Malicious Code Execution in Hugging Face Transformers via Poisoned Model Pickle Serialization
Overview
A supply chain attack vector was identified affecting the Hugging Face Transformers library and ecosystem. Threat actors were observed compromising popular model repositories on the Hugging Face Hub, uploading malicious versions of model weights. The attack specifically targets models that use Python's `pickle` format for serialization, commonly found in files like `pytorch_model.bin`. The `torch.load()` function, used internally by the Transformers `from_pretrained()` method, can execute arbitrary code when deserializing a maliciously crafted pickle file.
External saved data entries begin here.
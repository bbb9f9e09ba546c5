//! Type definitions for indexer transaction records and report windows.

use chrono::{DateTime, Utc};
use serde::{Deserialize, Serialize};

use crate::error::DataError;

/// Mutez per XTZ (the chain's native 6-decimal unit).
pub const MUTEZ_PER_XTZ: u64 = 1_000_000;

/// One applied transfer operation as returned by the indexer.
#[derive(Clone, Debug, PartialEq, Eq, Serialize, Deserialize)]
pub struct RawTransaction {
    /// Indexer-assigned operation id (unique, monotonically increasing).
    pub id: u64,
    /// Operation hash.
    pub hash: String,
    /// Inclusion time (UTC).
    pub timestamp: DateTime<Utc>,
    /// Sender address.
    pub sender: String,
    /// Receiver address.
    pub target: String,
    /// Transferred amount in mutez.
    pub amount: u64,
}

/// Half-open reporting window `[start, end)`.
///
/// A transaction timestamped exactly at `start` is inside the window; one
/// timestamped exactly at `end` is not. Fetching and day bucketing both use
/// this same boundary policy.
#[derive(Clone, Copy, Debug, PartialEq, Eq, Serialize, Deserialize)]
pub struct ReportWindow {
    /// First instant inside the window.
    pub start: DateTime<Utc>,
    /// First instant past the window.
    pub end: DateTime<Utc>,
}

impl ReportWindow {
    /// Builds a window, rejecting `start >= end`.
    pub fn new(start: DateTime<Utc>, end: DateTime<Utc>) -> Result<Self, DataError> {
        if start >= end {
            return Err(DataError::InvalidWindow { start, end });
        }
        Ok(Self { start, end })
    }

    /// Whether `instant` falls inside `[start, end)`.
    pub fn contains(&self, instant: DateTime<Utc>) -> bool {
        instant >= self.start && instant < self.end
    }
}

#[cfg(test)]
mod tests {
    use super::*;
    use chrono::TimeZone;

    fn instant(s: &str) -> DateTime<Utc> {
        DateTime::parse_from_rfc3339(s)
            .expect("test timestamp should parse")
            .with_timezone(&Utc)
    }

    #[test]
    fn window_rejects_inverted_bounds() {
        let start = instant("2024-01-02T00:00:00Z");
        let end = instant("2024-01-01T00:00:00Z");
        assert!(matches!(
            ReportWindow::new(start, end),
            Err(DataError::InvalidWindow { .. })
        ));
    }

    #[test]
    fn window_rejects_empty_range() {
        let at = Utc.with_ymd_and_hms(2024, 1, 1, 0, 0, 0).unwrap();
        assert!(ReportWindow::new(at, at).is_err());
    }

    #[test]
    fn window_is_half_open() {
        let window = ReportWindow::new(
            instant("2024-01-01T00:00:00Z"),
            instant("2024-01-02T00:00:00Z"),
        )
        .expect("window should build");

        assert!(window.contains(instant("2024-01-01T00:00:00Z")));
        assert!(window.contains(instant("2024-01-01T23:59:59Z")));
        assert!(!window.contains(instant("2024-01-02T00:00:00Z")));
        assert!(!window.contains(instant("2023-12-31T23:59:59Z")));
    }
}
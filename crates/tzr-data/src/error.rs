use chrono::{DateTime, Utc};
use thiserror::Error;

#[derive(Error, Debug)]
pub enum DataError {
    #[error("invalid Tezos address '{0}': expected a 36-character base58check string starting with tz1, tz2, tz3 or KT1")]
    InvalidAddress(String),

    #[error("no addresses selected: pick at least one alias or custom address")]
    NoAddressSelected,

    #[error("report window start {start} must be before end {end}")]
    InvalidWindow {
        start: DateTime<Utc>,
        end: DateTime<Utc>,
    },

    #[error("fetch for {address} failed after {attempts} attempts (last status: {last_status})")]
    Fetch {
        address: String,
        last_status: String,
        attempts: u32,
    },

    #[error("could not decode indexer response for {address}: {source}")]
    Decode {
        address: String,
        #[source]
        source: serde_json::Error,
    },

    #[error("indexer request failed: {0}")]
    Http(#[from] reqwest::Error),
}
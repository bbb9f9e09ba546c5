use thiserror::Error;
use tzr_data::DataError;

#[derive(Error, Debug)]
pub enum ReportError {
    #[error(transparent)]
    Data(#[from] DataError),

    #[error("failed to render csv export: {0}")]
    Csv(#[from] csv::Error),

    #[error("failed to write csv export: {0}")]
    Io(#[from] std::io::Error),
}
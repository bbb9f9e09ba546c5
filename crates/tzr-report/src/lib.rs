//! tzr-report crate
//!
//! Post-fetch reporting: direction classification, metric aggregation,
//! daily bucketing with a chart-ready series, canonical CSV exports, and
//! the engine that joins concurrent per-address fetches into one report.

pub mod classify;
pub mod daily;
pub mod engine;
pub mod error;
pub mod export;
pub mod metrics;

pub use classify::{classify_for_subject, ClassifiedTransaction, Direction};
pub use daily::{DailySummaryRow, SeriesPoint};
pub use engine::{assemble_report, run_report, Report, ReportOptions};
pub use error::ReportError;
pub use export::{export_csv, ExportKind};
pub use metrics::{format_xtz, AddressMetrics, Metrics};
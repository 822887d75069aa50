//! # Blacklist Module
//!
//! Patterns that keep unwanted concepts out of generated prompts.
//!
//! - `item`: a single pattern with its matching flags
//! - `registry`: the ordered collection used for filtering
//! - `exchange`: text / CSV / JSON import and export
//!
//! ```rust
//! use promptmix_core::blacklist::{BlacklistItem, BlacklistRegistry};
//!
//! let mut registry = BlacklistRegistry::new();
//! registry.add(BlacklistItem::new("cat"));
//!
//! let outcome = registry.filter(&["black cat", "scat", "dog"]);
//! assert_eq!(outcome.whitelist, vec!["scat", "dog"]);
//! ```

mod exchange;
mod item;
mod registry;

pub use exchange::BlacklistFormat;
pub use item::{BlacklistItem, BlacklistRecord};
pub use registry::{BlacklistRegistry, FilterOutcome};
//! Concept file editor
//!
//! Adds and removes concepts in a concept list while leaving comments, blank
//! lines and the existing order alone.

use std::collections::HashSet;
use std::fs;
use std::path::{Path, PathBuf};

use tracing::{debug, info};

use crate::error::Result;

use super::file::{parse_concept_line, ConceptFile};

/// Consecutive out-of-order entries after which a file is treated as unsorted
const MAX_OUT_OF_ORDER: usize = 5;

/// Editor over a single concept list file
#[derive(Debug, Clone)]
pub struct ConceptFileEditor {
    path: PathBuf,
    file: ConceptFile,
}

impl ConceptFileEditor {
    /// Open a concept list. A missing file starts out empty.
    pub fn open(path: &Path) -> Result<Self> {
        let file = if path.exists() {
            ConceptFile::load(path)?
        } else {
            ConceptFile::parse("")
        };

        Ok(Self {
            path: path.to_path_buf(),
            file,
        })
    }

    pub fn from_file(path: PathBuf, file: ConceptFile) -> Self {
        Self { path, file }
    }

    pub fn path(&self) -> &Path {
        &self.path
    }

    pub fn file(&self) -> &ConceptFile {
        &self.file
    }

    pub fn lines(&self) -> &[String] {
        self.file.lines()
    }

    pub fn concepts(&self) -> &[String] {
        self.file.concepts()
    }

    /// Insert a concept in alphabetical position.
    ///
    /// Returns false when the concept is already present.
    /// Input that would not read back as the same concept (a `#` comment
    /// marker or a line break) is rejected as well.
    pub fn add_concept(&mut self, concept: &str) -> bool {
        let concept = concept.trim();
        if concept.contains(['\n', '\r']) || parse_concept_line(concept) != Some(concept) {
            return false;
        }
        if self.file.contains(concept) {
            return false;
        }

        let key = concept.to_lowercase();
        let at = self.insert_position(&key);
        self.insert_line(at, concept, key);
        true
    }

    /// Delete every line holding a concept, whatever its case.
    ///
    /// Returns false when it is not present.
    pub fn remove_concept(&mut self, concept: &str) -> bool {
        let key = concept.trim().to_lowercase();
        if !self.file.index.contains_key(&key) {
            return false;
        }

        self.file.lines.retain(|line| {
            parse_concept_line(line).map(str::to_lowercase).as_deref() != Some(key.as_str())
        });
        self.file.rebuild();
        true
    }

    /// Bring the file in line with `target` and write it out.
    ///
    /// Only lines for removed or added concepts change.
    pub fn save<S: AsRef<str>>(&mut self, target: &[S]) -> Result<()> {
        let target_keys: HashSet<String> = target
            .iter()
            .map(|c| c.as_ref().trim().to_lowercase())
            .collect();

        let removed: Vec<String> = self
            .file
            .concepts
            .iter()
            .filter(|c| !target_keys.contains(&c.to_lowercase()))
            .cloned()
            .collect();
        let added: Vec<&str> = target
            .iter()
            .map(|c| c.as_ref().trim())
            .filter(|c| !c.is_empty() && !self.file.contains(c))
            .collect();

        for concept in &removed {
            self.remove_concept(concept);
        }
        let mut added_count = 0;
        for concept in &added {
            if self.add_concept(concept) {
                added_count += 1;
            }
        }

        self.write()?;
        info!(
            path = %self.path.display(),
            removed = removed.len(),
            added = added_count,
            "saved concept file"
        );
        Ok(())
    }

    /// Write the line buffer as is
    pub fn write(&self) -> Result<()> {
        if let Some(parent) = self.path.parent() {
            if !parent.as_os_str().is_empty() {
                fs::create_dir_all(parent)?;
            }
        }
        fs::write(&self.path, self.file.to_content())?;
        Ok(())
    }

    fn insert_position(&self, key: &str) -> usize {
        let mut previous: Option<String> = None;
        let mut out_of_order = 0;
        let mut last_concept_line = None;

        for (i, line) in self.file.lines.iter().enumerate() {
            let Some(existing) = parse_concept_line(line) else {
                continue;
            };
            let existing = existing.to_lowercase();

            if let Some(prev) = &previous {
                if existing < *prev {
                    out_of_order += 1;
                    if out_of_order >= MAX_OUT_OF_ORDER {
                        debug!(path = %self.path.display(), "concept file is unsorted, appending");
                        return self.after_last_non_blank();
                    }
                } else {
                    out_of_order = 0;
                }
            }

            if existing.as_str() > key {
                return i;
            }

            previous = Some(existing);
            last_concept_line = Some(i);
        }

        match last_concept_line {
            Some(i) => i + 1,
            None => self.after_last_non_blank(),
        }
    }

    fn after_last_non_blank(&self) -> usize {
        self.file
            .lines
            .iter()
            .rposition(|l| !l.trim().is_empty())
            .map(|i| i + 1)
            .unwrap_or(0)
    }

    fn insert_line(&mut self, at: usize, concept: &str, key: String) {
        let concept_pos = self.file.index.values().filter(|idx| **idx < at).count();

        for idx in self.file.index.values_mut() {
            if *idx >= at {
                *idx += 1;
            }
        }
        self.file.lines.insert(at, concept.to_string());
        self.file.index.insert(key, at);
        self.file.concepts.insert(concept_pos, concept.to_string());
    }
}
The attackers uploaded a seemingly legitimate update to a model, but the pickle file was modified to execute a payload upon loading. This payload could range from installing cryptominers to exfiltrating sensitive data, such as SSH keys or cloud credentials, from the developer's or production machine. Since `from_pretrained()` is a ubiquitous command in the ML ecosystem, this vulnerability has a massive potential impact, leading to widespread compromise of AI development environments and production MLOps pipelines.
Affected Systems
Testing Guide
1. Check your projects for any `from_pretrained()` calls that do not specify a fixed model revision (commit hash). 2. Use a model scanning tool on the models in your local cache (`~/.cache/huggingface/hub`). 3. Attempt to load a known-malicious proof-of-concept model (provided by security researchers) in a sandboxed environment and monitor for unexpected network connections or file system activity.
Mitigation Steps
1. Upgrade the `transformers` library to version `4.45.0` or later, which defaults to using the safer `safetensors` format and performs additional checks. 2. Always pin model versions to a specific commit hash instead of using the `main` branch: `AutoModel.from_pretrained('model/name', revision='specific_commit_hash')`. 3. Before loading a new model, use model scanning tools like `safetensors` converters or other third-party scanners to inspect its contents for unsafe modules. 4. Enable the `safe_serialization=True` argument in `from_pretrained()` to enforce loading only `safetensors` files, which are not vulnerable to arbitrary code execution.
Patch Details
Transformers version 4.45.0 now defaults to loading `.safetensors` files and will raise a warning when falling back to pickle files.